White Columns's 50th anniversary, "From The Archives: White Columns & 112 Greene Street / 112 Workshop, 1970 – 2021…" deals with similar ideas to those that Beirne addressed. The institution's past—as the oldest alternative art space in New York City, founded in 1970 by a group of artists that included Gordon Matta-Clark and Jeffrey Lew—is illuminated, explored, and celebrated. The archival materials capture the essence of White Columns's venerable biography within the broader history of alternative art spaces in an ever-shifting downtown scene over the past fifty years.

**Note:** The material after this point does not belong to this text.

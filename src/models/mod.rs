mod chat;

pub use chat::{ChatMessage, ChatSummary, ChatTranscript, Role};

Through a chronological array of ephemera, selected by the current Director and Chief Curator, Matthew Higgs, the exhibition retains the improvisatory, experimental spirit that the institution has possessed from its beginning. When White Columns first opened in a defunct factory building at 112 Greene Street in Soho, a series of installations were constructed on-site amid borderline dilapidated conditions. Across the current reflection, Post-it notes label exhibition documentation and press clippings—which includes a review in the New York Times penned by Peter Schjeldahl—while other captions, appearing directly on the wall, have been written by hand in pencil.

The collective archival material sheds light on the ethos of the non-profit art historical gem: See, for instance, photographs of Matta-Clark planting a cherry tree in the Greene Street basement, or the brochures announcing a comeback show for Louise Bourgeois following a decade-long hiatus. Vintage installation shots also register periodic changes in its venue. After a rent hike ended its tenure at 112 Greene Street in 1978, White Columns was christened with its current name, by then-23-year-old director Josh Baer, as a homage to the architectural feature at both its former and updated locations.

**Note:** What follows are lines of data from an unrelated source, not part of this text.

//! Working copy of a transcript plus its sync state against the remote
//! store.
//!
//! Saves are explicit and serialized: `sync` takes the transcript by
//! mutable borrow and awaits the store call to completion, so a second
//! save for the same transcript cannot be issued while one is in flight
//! and updates can never land out of order.

use crate::api::ChatApi;
use crate::error::Result;
use crate::models::{ChatMessage, ChatTranscript};

/// What the next `sync` call will do, derived from local state only.
#[derive(Debug, Clone, PartialEq, Eq)]
pub enum SyncAction {
    /// Nothing new since the last successful save.
    Skip,
    /// No remote id yet; first save assigns one.
    Create,
    /// Remote transcript exists; replace its full message sequence.
    Update,
}

pub struct TranscriptSync {
    id: Option<String>,
    messages: Vec<ChatMessage>,
    synced_len: usize,
}

impl TranscriptSync {
    /// Fresh, unpersisted transcript (scripting and brainstorming start
    /// here).
    pub fn new() -> Self {
        Self {
            id: None,
            messages: Vec::new(),
            synced_len: 0,
        }
    }

    /// Working copy of a transcript fetched from the remote store.
    pub fn from_remote(transcript: ChatTranscript) -> Self {
        let synced_len = transcript.messages.len();
        Self {
            id: Some(transcript.id),
            messages: transcript.messages,
            synced_len,
        }
    }

    pub fn id(&self) -> Option<&str> {
        self.id.as_deref()
    }

    pub fn messages(&self) -> &[ChatMessage] {
        &self.messages
    }

    pub fn push_user(&mut self, content: impl Into<String>) {
        self.messages.push(ChatMessage::user(content));
    }

    pub fn push_assistant(&mut self, content: impl Into<String>) {
        self.messages.push(ChatMessage::assistant(content));
    }

    /// A transcript is only created remotely once the first assistant
    /// reply exists; a lone user message is never worth persisting.
    pub fn plan(&self) -> SyncAction {
        if self.messages.len() == self.synced_len {
            return SyncAction::Skip;
        }
        match self.id {
            Some(_) => SyncAction::Update,
            None => {
                if self
                    .messages
                    .iter()
                    .any(|m| m.role == crate::models::Role::Assistant)
                {
                    SyncAction::Create
                } else {
                    SyncAction::Skip
                }
            }
        }
    }

    /// Push the working copy to the remote store. Sends the full current
    /// message sequence, never a delta. On failure local state is left
    /// untouched and the unsaved messages are retried by the next call.
    /// Returns the transcript id when one was just assigned.
    pub async fn sync(&mut self, api: &ChatApi) -> Result<Option<String>> {
        match self.plan() {
            SyncAction::Skip => Ok(None),
            SyncAction::Create => {
                let id = api.create(&self.messages).await?;
                self.synced_len = self.messages.len();
                self.id = Some(id.clone());
                Ok(Some(id))
            }
            SyncAction::Update => {
                // plan() only returns Update when an id exists
                let id = self.id.as_deref().unwrap_or_default();
                api.update(id, &self.messages).await?;
                self.synced_len = self.messages.len();
                Ok(None)
            }
        }
    }
}

impl Default for TranscriptSync {
    fn default() -> Self {
        Self::new()
    }
}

Though White Columns's latest space—its fifth to date—also happens to contain, well, more white columns, a commitment to the zeitgeist more than anything else is what cements it at a foundational level, from the politically-inclined shows of ACT UP in the 1980s to the eclectic exhibitions of the 1990s to the performance and video works of the 2000s and beyond. Higgs, while keeping true to the mission of the New York non-profit, has also looked away from New York, and presented shows from Creative Growth, an Oakland based non-profit that provides studio spaces and programs for artists with disabilities—a reminder of the of the lesser-known, but equally important artists White Columns has supported over the years, alongside the now household names—whose careers it has both nurtured and helped launch.

From The Archives: White Columns & 112 Greene Street – 1970-2021 …, installation view, 2021. (Nine archival records installed in two rows on a gallery wall. Handwritten notes on the wall read “MARJORIE STRIDER, 1971,” “BILL BECKLEY, 1971,” “1971 GROUP SHOW, ORGANIZED BY ITALO SCANGA” and “JIM BURTON, 1972.”).